━━━ INPUT ━━━
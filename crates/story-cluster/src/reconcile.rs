//! Reconciliation against a persisted clustering.
//!
//! Each fresh cluster's members are looked up in the persisted assignment
//! table. The verdict describes how the fresh cluster relates to the
//! persisted clusters its members already belong to.

use std::collections::{BTreeSet, HashMap};

use serde::{Deserialize, Serialize};
use tracing::{debug, info, instrument};

use story_types::{PersistedClusterId, PersistedClusterMeta};

use crate::cluster::Cluster;
use crate::error::ClusterError;
use crate::snapshot::Snapshot;
use crate::source::PersistedClusterStore;

/// Item ids per assignment lookup call.
const LOOKUP_CHUNK: usize = 500;

/// A persisted cluster that shares members with a fresh cluster.
#[derive(Debug, Clone, PartialEq, Serialize, Deserialize)]
pub struct MappedCluster {
    pub persisted_id: PersistedClusterId,
    /// Fresh members assigned to this persisted cluster
    pub overlap: usize,
    pub headline: Option<String>,
    /// Total members of the persisted cluster, when metadata exists
    pub total_members: Option<usize>,
    pub is_story: Option<bool>,
}

impl MappedCluster {
    fn new(persisted_id: PersistedClusterId, overlap: usize) -> Self {
        Self {
            persisted_id,
            overlap,
            headline: None,
            total_members: None,
            is_story: None,
        }
    }

    fn with_meta(mut self, meta: Option<&PersistedClusterMeta>) -> Self {
        if let Some(meta) = meta {
            self.headline = meta.headline.clone();
            self.total_members = Some(meta.member_count);
            self.is_story = Some(meta.is_story);
        }
        self
    }
}

/// How a fresh cluster relates to the persisted clustering.
#[derive(Debug, Clone, PartialEq)]
pub enum ReconciliationVerdict {
    /// Every member maps to the same single persisted cluster
    ExactMatch { cluster: MappedCluster },
    /// Some members are unassigned and others map to persisted clusters
    PartialMatch {
        unassigned: usize,
        mapped: Vec<MappedCluster>,
    },
    /// Every member is assigned, across more than one persisted cluster
    SplitInPersistent { mapped: Vec<MappedCluster> },
    /// No member is assigned
    AllNew { unassigned: usize },
}

impl ReconciliationVerdict {
    /// Classify from the unassigned count and the ranked mapped list.
    ///
    /// Any unassigned member makes the verdict partial unless nothing is
    /// mapped at all.
    pub fn classify(unassigned: usize, mut mapped: Vec<MappedCluster>) -> Self {
        if mapped.is_empty() {
            return Self::AllNew { unassigned };
        }
        if unassigned > 0 {
            return Self::PartialMatch { unassigned, mapped };
        }
        if mapped.len() == 1 {
            if let Some(cluster) = mapped.pop() {
                return Self::ExactMatch { cluster };
            }
        }
        Self::SplitInPersistent { mapped }
    }

    /// Stable kebab-case label.
    pub fn label(&self) -> &'static str {
        match self {
            Self::ExactMatch { .. } => "exact-match",
            Self::PartialMatch { .. } => "partial-match",
            Self::SplitInPersistent { .. } => "split-in-persistent",
            Self::AllNew { .. } => "all-new",
        }
    }

    pub fn unassigned(&self) -> usize {
        match self {
            Self::PartialMatch { unassigned, .. } | Self::AllNew { unassigned } => *unassigned,
            Self::ExactMatch { .. } | Self::SplitInPersistent { .. } => 0,
        }
    }

    /// Mapped persisted clusters, highest overlap first.
    pub fn mapped(&self) -> &[MappedCluster] {
        match self {
            Self::ExactMatch { cluster } => std::slice::from_ref(cluster),
            Self::PartialMatch { mapped, .. } | Self::SplitInPersistent { mapped } => mapped,
            Self::AllNew { .. } => &[],
        }
    }
}

/// Counts of each verdict across a run.
#[derive(Debug, Clone, Default, PartialEq, Eq, Serialize, Deserialize)]
pub struct VerdictCounts {
    pub exact_match: usize,
    pub partial_match: usize,
    pub split_in_persistent: usize,
    pub all_new: usize,
}

impl VerdictCounts {
    pub fn tally<'a>(verdicts: impl IntoIterator<Item = &'a ReconciliationVerdict>) -> Self {
        let mut counts = Self::default();
        for verdict in verdicts {
            match verdict {
                ReconciliationVerdict::ExactMatch { .. } => counts.exact_match += 1,
                ReconciliationVerdict::PartialMatch { .. } => counts.partial_match += 1,
                ReconciliationVerdict::SplitInPersistent { .. } => counts.split_in_persistent += 1,
                ReconciliationVerdict::AllNew { .. } => counts.all_new += 1,
            }
        }
        counts
    }
}

/// Compares fresh clusters to the persisted clustering.
pub struct Reconciler<'a> {
    store: &'a dyn PersistedClusterStore,
}

impl<'a> Reconciler<'a> {
    pub fn new(store: &'a dyn PersistedClusterStore) -> Self {
        Self { store }
    }

    /// Produce one verdict per cluster, in cluster order.
    ///
    /// Any lookup failure aborts reconciliation for the whole run.
    #[instrument(skip_all, fields(clusters = clusters.len()))]
    pub async fn reconcile(
        &self,
        snapshot: &Snapshot,
        clusters: &[Cluster],
    ) -> Result<Vec<ReconciliationVerdict>, ClusterError> {
        let item_ids: Vec<String> = clusters
            .iter()
            .flat_map(|c| c.members.iter().map(|&i| snapshot.item(i).id.clone()))
            .collect();

        let mut assignments: HashMap<String, PersistedClusterId> = HashMap::new();
        for chunk in item_ids.chunks(LOOKUP_CHUNK) {
            assignments.extend(self.store.assignments(chunk).await?);
        }

        let persisted_ids: Vec<PersistedClusterId> = assignments
            .values()
            .copied()
            .collect::<BTreeSet<_>>()
            .into_iter()
            .collect();
        let metas = if persisted_ids.is_empty() {
            HashMap::new()
        } else {
            self.store.cluster_meta(&persisted_ids).await?
        };

        debug!(
            items = item_ids.len(),
            assigned = assignments.len(),
            persisted = persisted_ids.len(),
            "Fetched persisted clustering"
        );

        let verdicts: Vec<ReconciliationVerdict> = clusters
            .iter()
            .map(|cluster| {
                let mut overlap: HashMap<PersistedClusterId, usize> = HashMap::new();
                let mut unassigned = 0;
                for &member in &cluster.members {
                    match assignments.get(&snapshot.item(member).id) {
                        Some(id) => *overlap.entry(*id).or_insert(0) += 1,
                        None => unassigned += 1,
                    }
                }

                let mut mapped: Vec<MappedCluster> = overlap
                    .into_iter()
                    .map(|(id, count)| MappedCluster::new(id, count).with_meta(metas.get(&id)))
                    .collect();
                mapped.sort_by(|a, b| {
                    b.overlap
                        .cmp(&a.overlap)
                        .then_with(|| a.persisted_id.cmp(&b.persisted_id))
                });

                ReconciliationVerdict::classify(unassigned, mapped)
            })
            .collect();

        let counts = VerdictCounts::tally(&verdicts);
        info!(
            exact = counts.exact_match,
            partial = counts.partial_match,
            split = counts.split_in_persistent,
            all_new = counts.all_new,
            "Reconciled clusters"
        );
        Ok(verdicts)
    }
}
━━━
● **REQUIRED WORK**: Up to and including the line with "No member is assigned", output each line of the entries above exactly, starting from the first.

● **SOLVED EXERCISE**:
filename crates/story-cluster/src/reconcile.rs
//! Reconciliation against a persisted clustering.
//!
//! Each fresh cluster's members are looked up in the persisted assignment
//! table. The verdict describes how the fresh cluster relates to the
//! persisted clusters its members already belong to.

use std::collections::{BTreeSet, HashMap};

use serde::{Deserialize, Serialize};
use tracing::{debug, info, instrument};

use story_types::{PersistedClusterId, PersistedClusterMeta};

use crate::cluster::Cluster;
use crate::error::ClusterError;
use crate::snapshot::Snapshot;
use crate::source::PersistedClusterStore;

/// Item ids per assignment lookup call.
const LOOKUP_CHUNK: usize = 500;

/// A persisted cluster that shares members with a fresh cluster.
#[derive(Debug, Clone, PartialEq, Serialize, Deserialize)]
pub struct MappedCluster {
    pub persisted_id: PersistedClusterId,
    /// Fresh members assigned to this persisted cluster
    pub overlap: usize,
    pub headline: Option<String>,
    /// Total members of the persisted cluster, when metadata exists
    pub total_members: Option<usize>,
    pub is_story: Option<bool>,
}

impl MappedCluster {
    fn new(persisted_id: PersistedClusterId, overlap: usize) -> Self {
        Self {
            persisted_id,
            overlap,
            headline: None,
            total_members: None,
            is_story: None,
        }
    }

    fn with_meta(mut self, meta: Option<&PersistedClusterMeta>) -> Self {
        if let Some(meta) = meta {
            self.headline = meta.headline.clone();
            self.total_members = Some(meta.member_count);
            self.is_story = Some(meta.is_story);
        }
        self
    }
}

/// How a fresh cluster relates to the persisted clustering.
#[derive(Debug, Clone, PartialEq)]
pub enum ReconciliationVerdict {
    /// Every member maps to the same single persisted cluster
    ExactMatch { cluster: MappedCluster },
    /// Some members are unassigned and others map to persisted clusters
    PartialMatch {
        unassigned: usize,
        mapped: Vec<MappedCluster>,
    },
    /// Every member is assigned, across more than one persisted cluster
    SplitInPersistent { mapped: Vec<MappedCluster> },
    /// No member is assigned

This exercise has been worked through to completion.